- _RECORDS TO PROCESS_
• • •

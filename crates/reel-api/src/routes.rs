//! API routes.

use axum::http::{header, HeaderValue, Method};
use axum::routing::{delete, get, patch, post};
use axum::Router;
use tower_http::cors::{AllowOrigin, Any, CorsLayer};
use tower_http::limit::RequestBodyLimitLayer;

use crate::handlers::edit::{
    submit_brand, submit_concat, submit_export, submit_transition, submit_trim,
};
use crate::handlers::health;
use crate::handlers::jobs::{cancel_job, get_job_status};
use crate::handlers::media::{delete_media, get_media, list_media, update_media};
use crate::state::AppState;

/// Create the API router.
pub fn create_router(state: AppState) -> Router {
    let edit_routes = Router::new()
        .route("/edit/concat", post(submit_concat))
        .route("/edit/trim", post(submit_trim))
        .route("/edit/brand", post(submit_brand))
        .route("/edit/transition", post(submit_transition))
        .route("/edit/export", post(submit_export));

    let job_routes = Router::new()
        .route("/jobs/:job_id", get(get_job_status))
        .route("/jobs/:job_id/cancel", post(cancel_job));

    let media_routes = Router::new()
        .route("/media", get(list_media))
        .route("/media/:media_id", get(get_media))
        .route("/media/:media_id", patch(update_media))
        .route("/media/:media_id", delete(delete_media));

    let api_routes = Router::new()
        .merge(edit_routes)
        .merge(job_routes)
        .merge(media_routes);

    Router::new()
        .nest("/api", api_routes)
        .route("/health", get(health))
        // Body size limit keeps oversized payloads away from the handlers
        .layer(RequestBodyLimitLayer::new(state.config.max_body_size))
        .layer(cors_layer(&state.config.cors_origins))
        .with_state(state)
}

fn cors_layer(origins: &[String]) -> CorsLayer {
    let methods = [
        Method::GET,
        Method::POST,
        Method::PATCH,
        Method::DELETE,
        Method::OPTIONS,
    ];

    if origins.iter().any(|o| o == "*") {
        // Wildcard origin; no credentials allowed
        CorsLayer::new()
            .allow_methods(methods)
            .allow_headers(Any)
            .allow_origin(Any)
    } else {
        let origins: Vec<HeaderValue> = origins.iter().filter_map(|o| o.parse().ok()).collect();
        CorsLayer::new()
            .allow_methods(methods)
            .allow_headers([header::CONTENT_TYPE, header::ACCEPT, header::ORIGIN])
            .allow_origin(AllowOrigin::list(origins))
    }
}

#[cfg(test)]
mod tests {
    use super::*;
    use axum::body::{to_bytes, Body};
    use axum::http::Request;
    use axum::http::StatusCode;
    use reel_models::{JobStatus, MediaSource};
    use reel_store::{SaveFileOptions, StorageLayout};
    use std::time::Duration;
    use tempfile::TempDir;
    use tower::ServiceExt;

    use crate::config::ApiConfig;

    async fn app() -> (TempDir, AppState, Router) {
        let dir = TempDir::new().unwrap();
        let layout = StorageLayout::new(dir.path());
        let state = AppState::new(ApiConfig::default(), layout).await.unwrap();
        let router = create_router(state.clone());
        (dir, state, router)
    }

    fn json_post(uri: &str, body: serde_json::Value) -> Request<Body> {
        Request::builder()
            .method("POST")
            .uri(uri)
            .header("content-type", "application/json")
            .body(Body::from(body.to_string()))
            .unwrap()
    }

    async fn body_json(response: axum::response::Response) -> serde_json::Value {
        let bytes = to_bytes(response.into_body(), usize::MAX).await.unwrap();
        serde_json::from_slice(&bytes).unwrap()
    }

    #[tokio::test]
    async fn test_health() {
        let (_dir, _state, router) = app().await;
        let response = router
            .oneshot(Request::get("/health").body(Body::empty()).unwrap())
            .await
            .unwrap();
        assert_eq!(response.status(), StatusCode::OK);

        let body = body_json(response).await;
        assert_eq!(body["status"], "healthy");
    }

    #[tokio::test]
    async fn test_unknown_job_is_404() {
        let (_dir, _state, router) = app().await;
        let response = router
            .oneshot(
                Request::get("/api/jobs/job-0-deadbeef")
                    .body(Body::empty())
                    .unwrap(),
            )
            .await
            .unwrap();
        assert_eq!(response.status(), StatusCode::NOT_FOUND);

        let body = body_json(response).await;
        assert!(body["detail"].as_str().unwrap().contains("job-0-deadbeef"));
    }

    #[tokio::test]
    async fn test_cancel_unknown_job_is_404() {
        let (_dir, _state, router) = app().await;
        let response = router
            .oneshot(json_post(
                "/api/jobs/job-0-deadbeef/cancel",
                serde_json::json!({}),
            ))
            .await
            .unwrap();
        assert_eq!(response.status(), StatusCode::NOT_FOUND);
    }

    #[tokio::test]
    async fn test_invalid_trim_is_400() {
        let (_dir, _state, router) = app().await;
        let response = router
            .oneshot(json_post(
                "/api/edit/trim",
                serde_json::json!({
                    "video_id": "upload-1-aaaa",
                    "start_time": 9.0,
                    "end_time": 2.0
                }),
            ))
            .await
            .unwrap();
        assert_eq!(response.status(), StatusCode::BAD_REQUEST);

        let body = body_json(response).await;
        assert!(body["detail"].as_str().unwrap().contains("invalid time range"));
    }

    #[tokio::test]
    async fn test_submit_returns_202_and_job_is_pollable() {
        let (_dir, state, router) = app().await;
        let response = router
            .clone()
            .oneshot(json_post(
                "/api/edit/trim",
                serde_json::json!({
                    "video_id": "upload-1-missing",
                    "start_time": 0.0,
                    "end_time": 5.0
                }),
            ))
            .await
            .unwrap();
        assert_eq!(response.status(), StatusCode::ACCEPTED);

        let body = body_json(response).await;
        let job_id = body["job_id"].as_str().unwrap().to_string();
        assert!(job_id.starts_with("job-"));

        // The referenced media does not exist, so the job fails; the status
        // endpoint must expose the terminal document
        let mut last = None;
        for _ in 0..200 {
            let response = router
                .clone()
                .oneshot(
                    Request::get(format!("/api/jobs/{}", job_id))
                        .body(Body::empty())
                        .unwrap(),
                )
                .await
                .unwrap();
            assert_eq!(response.status(), StatusCode::OK);
            let job = body_json(response).await;
            if job["status"] == "failed" || job["status"] == "completed" {
                last = Some(job);
                break;
            }
            tokio::time::sleep(Duration::from_millis(10)).await;
        }

        let job = last.expect("job never reached a terminal state");
        assert_eq!(job["status"], "failed");
        assert!(job["error_message"]
            .as_str()
            .unwrap()
            .contains("upload-1-missing"));

        // Store agrees with the HTTP view
        let stored = state
            .job_store
            .get(&reel_models::JobId::from(job_id))
            .await
            .unwrap()
            .unwrap();
        assert_eq!(stored.status, JobStatus::Failed);
    }

    #[tokio::test]
    async fn test_media_lifecycle_over_http() {
        let (dir, state, router) = app().await;

        // Register one media file directly through the store
        let src = dir.path().join("incoming.mp4");
        tokio::fs::write(&src, b"fake video bytes").await.unwrap();
        let record = state
            .media_store
            .save_file(&src, MediaSource::Upload, SaveFileOptions::default())
            .await
            .unwrap();

        // List
        let response = router
            .clone()
            .oneshot(Request::get("/api/media").body(Body::empty()).unwrap())
            .await
            .unwrap();
        assert_eq!(response.status(), StatusCode::OK);
        let body = body_json(response).await;
        assert_eq!(body["count"], 1);

        // Filtered list misses
        let response = router
            .clone()
            .oneshot(
                Request::get("/api/media?source=edited")
                    .body(Body::empty())
                    .unwrap(),
            )
            .await
            .unwrap();
        let body = body_json(response).await;
        assert_eq!(body["count"], 0);

        // Patch metadata
        let response = router
            .clone()
            .oneshot(
                Request::builder()
                    .method("PATCH")
                    .uri(format!("/api/media/{}", record.id))
                    .header("content-type", "application/json")
                    .body(Body::from(
                        serde_json::json!({ "description": "first upload" }).to_string(),
                    ))
                    .unwrap(),
            )
            .await
            .unwrap();
        assert_eq!(response.status(), StatusCode::OK);
        let body = body_json(response).await;
        assert_eq!(body["description"], "first upload");

        // Delete, then the record is gone
        let response = router
            .clone()
            .oneshot(
                Request::builder()
                    .method("DELETE")
                    .uri(format!("/api/media/{}", record.id))
                    .body(Body::empty())
                    .unwrap(),
            )
            .await
            .unwrap();
        assert_eq!(response.status(), StatusCode::NO_CONTENT);

        let response = router
            .oneshot(
                Request::get(format!("/api/media/{}", record.id))
                    .body(Body::empty())
                    .unwrap(),
            )
            .await
            .unwrap();
        assert_eq!(response.status(), StatusCode::NOT_FOUND);
    }
}
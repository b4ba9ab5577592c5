//! Filter-graph builders for the edit operations.

use reel_models::{LowerThird, LowerThirdPosition, TransitionKind};
use std::path::Path;

/// Default font used for lower-third overlays.
pub const DEFAULT_FONT_PATH: &str = "/usr/share/fonts/truetype/dejavu/DejaVuSans-Bold.ttf";

/// Build the filter_complex graph joining two clips with a transition.
///
/// The fade style cross-fades by overlaying a fade-out of the first clip
/// with a fade-in of the second; the remaining styles use xfade. All
/// graphs emit their result on the `[outv]` label.
pub fn transition_filter(kind: TransitionKind, duration: f64) -> String {
    match kind {
        TransitionKind::Fade => format!(
            "[0:v]fade=t=out:st={d}:d={d}[v0];[1:v]fade=t=in:st=0:d={d}[v1];[v0][v1]overlay[outv]",
            d = duration
        ),
        TransitionKind::Dissolve => xfade_filter("fade", duration),
        TransitionKind::Wipe => xfade_filter("wiperight", duration),
        TransitionKind::Zoom => xfade_filter("zoomin", duration),
    }
}

fn xfade_filter(transition: &str, duration: f64) -> String {
    format!(
        "[0:v][1:v]xfade=transition={}:duration={}[outv]",
        transition, duration
    )
}

/// Build the drawtext filter overlaying a lower third.
///
/// The caption text is read from a file rather than inlined, so arbitrary
/// user text cannot break out of the filter expression.
pub fn lower_third_filter(spec: &LowerThird, text_file: &Path, font_path: &str) -> String {
    let y = match spec.position {
        LowerThirdPosition::Top => "20",
        LowerThirdPosition::Bottom => "h-60",
    };
    format!(
        "drawtext=fontfile={}:textfile={}:fontcolor=white:fontsize=24:\
         box=1:boxcolor=black@0.5:boxborderw=8:x=(w-text_w)/2:y={}:\
         enable='between(t,{},{})'",
        font_path,
        text_file.display(),
        y,
        spec.start_time,
        spec.start_time + spec.duration
    )
}

/// Build the scale filter for export resolution.
pub fn scale_filter(width: u32, height: u32) -> String {
    format!("scale={}:{}", width, height)
}

#[cfg(test)]
mod tests {
    use super::*;
    use std::path::PathBuf;

    #[test]
    fn test_fade_uses_overlay_graph() {
        let filter = transition_filter(TransitionKind::Fade, 1.5);
        assert!(filter.contains("fade=t=out:st=1.5:d=1.5"));
        assert!(filter.contains("fade=t=in:st=0:d=1.5"));
        assert!(filter.contains("overlay[outv]"));
    }

    #[test]
    fn test_xfade_styles() {
        assert!(transition_filter(TransitionKind::Dissolve, 1.0)
            .contains("xfade=transition=fade:duration=1"));
        assert!(transition_filter(TransitionKind::Wipe, 1.0)
            .contains("xfade=transition=wiperight:duration=1"));
        assert!(transition_filter(TransitionKind::Zoom, 1.0)
            .contains("xfade=transition=zoomin:duration=1"));
    }

    #[test]
    fn test_all_transitions_emit_outv() {
        for kind in [
            TransitionKind::Fade,
            TransitionKind::Dissolve,
            TransitionKind::Wipe,
            TransitionKind::Zoom,
        ] {
            assert!(transition_filter(kind, 1.0).ends_with("[outv]"));
        }
    }

    #[test]
    fn test_lower_third_positions() {
        let text_file = PathBuf::from("/tmp/job/lower_third.txt");
        let mut spec = LowerThird {
            text: "Hello".to_string(),
            position: LowerThirdPosition::Top,
            duration: 5.0,
            start_time: 2.0,
        };

        let top = lower_third_filter(&spec, &text_file, DEFAULT_FONT_PATH);
        assert!(top.contains("y=20"));
        assert!(top.contains("enable='between(t,2,7)'"));
        assert!(top.contains("textfile=/tmp/job/lower_third.txt"));

        spec.position = LowerThirdPosition::Bottom;
        let bottom = lower_third_filter(&spec, &text_file, DEFAULT_FONT_PATH);
        assert!(bottom.contains("y=h-60"));
    }

    #[test]
    fn test_scale_filter() {
        assert_eq!(scale_filter(1920, 1080), "scale=1920:1080");
    }
}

• • •

Work out how many lines of the data include the word "textfile", and write that number alone.

- _COMPLETED EXERCISE_
2